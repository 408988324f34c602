use std::sync::Arc;
use std::time::Duration;

use population::{select_game_modes, Player, PopulationGenerator, PopulationSpec};
use rand::Rng;
use serde::Serialize;
use tokio::task::JoinSet;
use tokio::time::Instant;
use tracing::{error, info};

use crate::aggregate::{stats_from_event_log, PoolSummary};
use crate::config::PoolDefinition;
use crate::driver::{PoolDriver, PoolRunReport};
use crate::event_log::{EventLog, EventLogError};
use crate::service::MatchmakingService;
use crate::ticket::ticket_key_prefix;

#[derive(Debug, Clone, PartialEq)]
pub enum PoolOutcome {
    Finished(PoolRunReport),
    /// The pool's task panicked; sibling pools are unaffected.
    Crashed { pool_name: String, error: String },
}

impl PoolOutcome {
    pub fn pool_name(&self) -> &str {
        match self {
            Self::Finished(report) => &report.pool_name,
            Self::Crashed { pool_name, .. } => pool_name,
        }
    }
}

#[derive(Debug, Clone, PartialEq)]
pub struct BenchmarkReport {
    pub run_id: u64,
    pub pools: Vec<PoolOutcome>,
    pub elapsed: Duration,
}

#[derive(Debug, Clone, PartialEq, Serialize)]
#[serde(rename_all = "camelCase")]
pub struct SampledPlayer {
    pub pool_name: String,
    #[serde(flatten)]
    pub player: Player,
    pub game_modes: Vec<String>,
}

#[derive(Debug, Clone, PartialEq)]
pub struct PoolResult {
    pub pool_name: String,
    pub logs: String,
    pub summary: PoolSummary,
}

pub struct BenchmarkOrchestrator {
    pools: Vec<PoolDefinition>,
    service: Arc<dyn MatchmakingService>,
    event_log: Option<Arc<dyn EventLog>>,
    seed: Option<u64>,
}

impl BenchmarkOrchestrator {
    pub fn new(pools: Vec<PoolDefinition>, service: Arc<dyn MatchmakingService>) -> Self {
        Self {
            pools,
            service,
            event_log: None,
            seed: None,
        }
    }

    pub fn with_event_log(mut self, event_log: Arc<dyn EventLog>) -> Self {
        self.event_log = Some(event_log);
        self
    }

    pub fn with_seed(mut self, seed: u64) -> Self {
        self.seed = Some(seed);
        self
    }

    pub fn pools(&self) -> &[PoolDefinition] {
        &self.pools
    }

    /// Runs every pool concurrently and returns their outcomes in pool order.
    pub async fn run(&self, run_id: u64) -> BenchmarkReport {
        let started = Instant::now();
        let mut tasks = JoinSet::new();

        for (index, pool) in self.pools.iter().enumerate() {
            let mut driver = PoolDriver::new(pool.clone(), run_id, Arc::clone(&self.service));
            if let Some(log) = &self.event_log {
                driver = driver.with_event_log(Arc::clone(log));
            }
            if let Some(seed) = self.seed {
                driver = driver.with_seed(seed.wrapping_add(index as u64 * 1_000));
            }
            let pool_name = pool.name.clone();

            tasks.spawn(async move {
                // Inner task so a panicking driver still reports its pool name.
                let outcome = match tokio::spawn(driver.run()).await {
                    Ok(report) => PoolOutcome::Finished(report),
                    Err(err) => PoolOutcome::Crashed {
                        pool_name,
                        error: err.to_string(),
                    },
                };
                (index, outcome)
            });
        }

        let mut outcomes = Vec::with_capacity(self.pools.len());
        while let Some(joined) = tasks.join_next().await {
            match joined {
                Ok(entry) => outcomes.push(entry),
                Err(err) => error!(error = %err, "pool task failed to join"),
            }
        }
        outcomes.sort_by_key(|(index, _)| *index);

        let report = BenchmarkReport {
            run_id,
            pools: outcomes.into_iter().map(|(_, outcome)| outcome).collect(),
            elapsed: started.elapsed(),
        };
        info!(
            run_id,
            pools = report.pools.len(),
            elapsed_secs = report.elapsed.as_secs_f64(),
            "benchmark finished"
        );
        report
    }

    /// Generates `size` players per pool with their game modes, without
    /// submitting anything.
    pub fn sample(&self, size: usize, rng: &mut impl Rng) -> Vec<SampledPlayer> {
        let mut sampled = Vec::with_capacity(size * self.pools.len());
        for pool in &self.pools {
            let settings = &pool.settings;
            let (spec, _) = PopulationSpec::from_player_data(&settings.player_attribute_distributions);
            let mut generator = PopulationGenerator::new(spec);
            for player in generator.generate(size, rng) {
                let selection = select_game_modes(&pool.name, &settings.game_modes, rng);
                sampled.push(SampledPlayer {
                    pool_name: pool.name.clone(),
                    player,
                    game_modes: selection.modes,
                });
            }
        }
        sampled
    }

    /// Aggregates a finished run from the event log, one summary per pool.
    pub async fn collect_results(
        &self,
        log: &dyn EventLog,
        run_id: u64,
    ) -> Result<Vec<PoolResult>, EventLogError> {
        let mut results = Vec::with_capacity(self.pools.len());
        for pool in &self.pools {
            let key_prefix = ticket_key_prefix(&pool.settings.id_prefix, run_id, &pool.name);
            let stats = stats_from_event_log(log, &key_prefix).await?;
            results.push(PoolResult {
                pool_name: pool.name.clone(),
                logs: pool.settings.logs.clone(),
                summary: PoolSummary::from_stats(&stats),
            });
        }
        Ok(results)
    }
}

#[cfg(test)]
mod tests {
    use std::collections::HashSet;
    use std::sync::Arc;
    use std::time::Duration;

    use rand::{rngs::StdRng, SeedableRng};
    use serde_json::json;

    use super::{BenchmarkOrchestrator, PoolOutcome};
    use crate::config::{PoolDefinition, PoolSettings};
    use crate::event_log::InMemoryEventLog;
    use crate::events::{EventRecord, MatchEventType};
    use crate::service::{MatchmakingService, SimulatedBehavior, SimulatedMatchmakingService};

    fn pool(name: &str, total_players: usize) -> PoolDefinition {
        PoolDefinition::new(
            name,
            PoolSettings {
                total_players,
                id_prefix: "bench-".to_string(),
                game_modes: vec!["Classic".to_string(), "Practice".to_string()],
                player_attribute_distributions: json!({"skill": [900, 1100]})
                    .as_object()
                    .cloned()
                    .unwrap_or_default(),
                ..PoolSettings::default()
            },
        )
    }

    #[tokio::test(start_paused = true)]
    async fn pools_run_concurrently_and_report_in_order() {
        let service = Arc::new(SimulatedMatchmakingService::new(SimulatedBehavior {
            search_delay: Duration::from_secs(1),
            ..SimulatedBehavior::default()
        }));
        let orchestrator = BenchmarkOrchestrator::new(
            vec![pool("Classic1", 6), pool("Survival1", 4)],
            service,
        )
        .with_seed(9);

        let report = orchestrator.run(12).await;

        let names: Vec<_> = report.pools.iter().map(PoolOutcome::pool_name).collect();
        assert_eq!(names, vec!["Classic1", "Survival1"]);
        for outcome in &report.pools {
            match outcome {
                PoolOutcome::Finished(pool) => {
                    assert_eq!(pool.summary.completed, pool.batches);
                }
                PoolOutcome::Crashed { error, .. } => panic!("pool crashed: {error}"),
            }
        }
    }

    #[tokio::test(start_paused = true)]
    async fn player_ids_are_distinct_across_pools_of_one_run() {
        let service = Arc::new(SimulatedMatchmakingService::new(SimulatedBehavior {
            search_delay: Duration::from_secs(1),
            ..SimulatedBehavior::default()
        }));
        let orchestrator = BenchmarkOrchestrator::new(
            vec![pool("Classic1", 5), pool("Practice1", 5)],
            service.clone(),
        )
        .with_seed(4);

        orchestrator.run(13).await;

        let mut player_ids = Vec::new();
        for ticket_id in service.ticket_ids().await {
            let description = service.describe_ticket(&ticket_id).await.unwrap();
            player_ids.extend(description.player_ids);
        }
        let distinct: HashSet<&String> = player_ids.iter().collect();
        assert_eq!(player_ids.len(), 10);
        assert_eq!(distinct.len(), 10);
        assert!(player_ids
            .iter()
            .all(|id| id.starts_with("player-bench-13-Classic1-")
                || id.starts_with("player-bench-13-Practice1-")));
    }

    #[test]
    fn sample_draws_players_for_every_pool() {
        let service = Arc::new(SimulatedMatchmakingService::new(SimulatedBehavior::default()));
        let orchestrator =
            BenchmarkOrchestrator::new(vec![pool("AllModes", 10), pool("Classic1", 10)], service);
        let mut rng = StdRng::seed_from_u64(1);

        let sampled = orchestrator.sample(3, &mut rng);

        assert_eq!(sampled.len(), 6);
        assert!(sampled[..3].iter().all(|entry| entry.pool_name == "AllModes"));
        assert!(sampled[3..]
            .iter()
            .all(|entry| entry.game_modes == vec!["Classic".to_string()]));
        let skill = sampled[0].player.attribute("skill").unwrap();
        assert!(skill == 900.0 || skill == 1100.0);
    }

    #[tokio::test]
    async fn results_are_collected_per_pool_prefix() {
        let service = Arc::new(SimulatedMatchmakingService::new(SimulatedBehavior::default()));
        let orchestrator =
            BenchmarkOrchestrator::new(vec![pool("Classic1", 4), pool("Practice1", 4)], service);
        let log = InMemoryEventLog::new();
        log.append([
            EventRecord::new("bench-5-Classic1-aaaa", MatchEventType::MatchmakingSucceeded, 4.0),
            EventRecord::new("bench-5-Classic1-bbbb", MatchEventType::MatchmakingSucceeded, 8.0),
            EventRecord::new("bench-5-Practice1-cccc", MatchEventType::MatchmakingFailed, 3.0),
        ])
        .await;

        let results = orchestrator.collect_results(&log, 5).await.unwrap();

        assert_eq!(results[0].summary.completed, 2);
        assert_eq!(results[0].summary.completed_avg_secs, 6.0);
        assert_eq!(results[1].summary.failed, 1);
        assert_eq!(results[1].summary.completed, 0);
    }
}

★ ★ ★ ★ ★

◆ **WHAT IS REQUIRED**: What lines above contain the word "PoolRunReport"? Return each such line.

◆ **SOLVED PROBLEM**:
use crate::driver::{PoolDriver, PoolRunReport};
    Finished(PoolRunReport),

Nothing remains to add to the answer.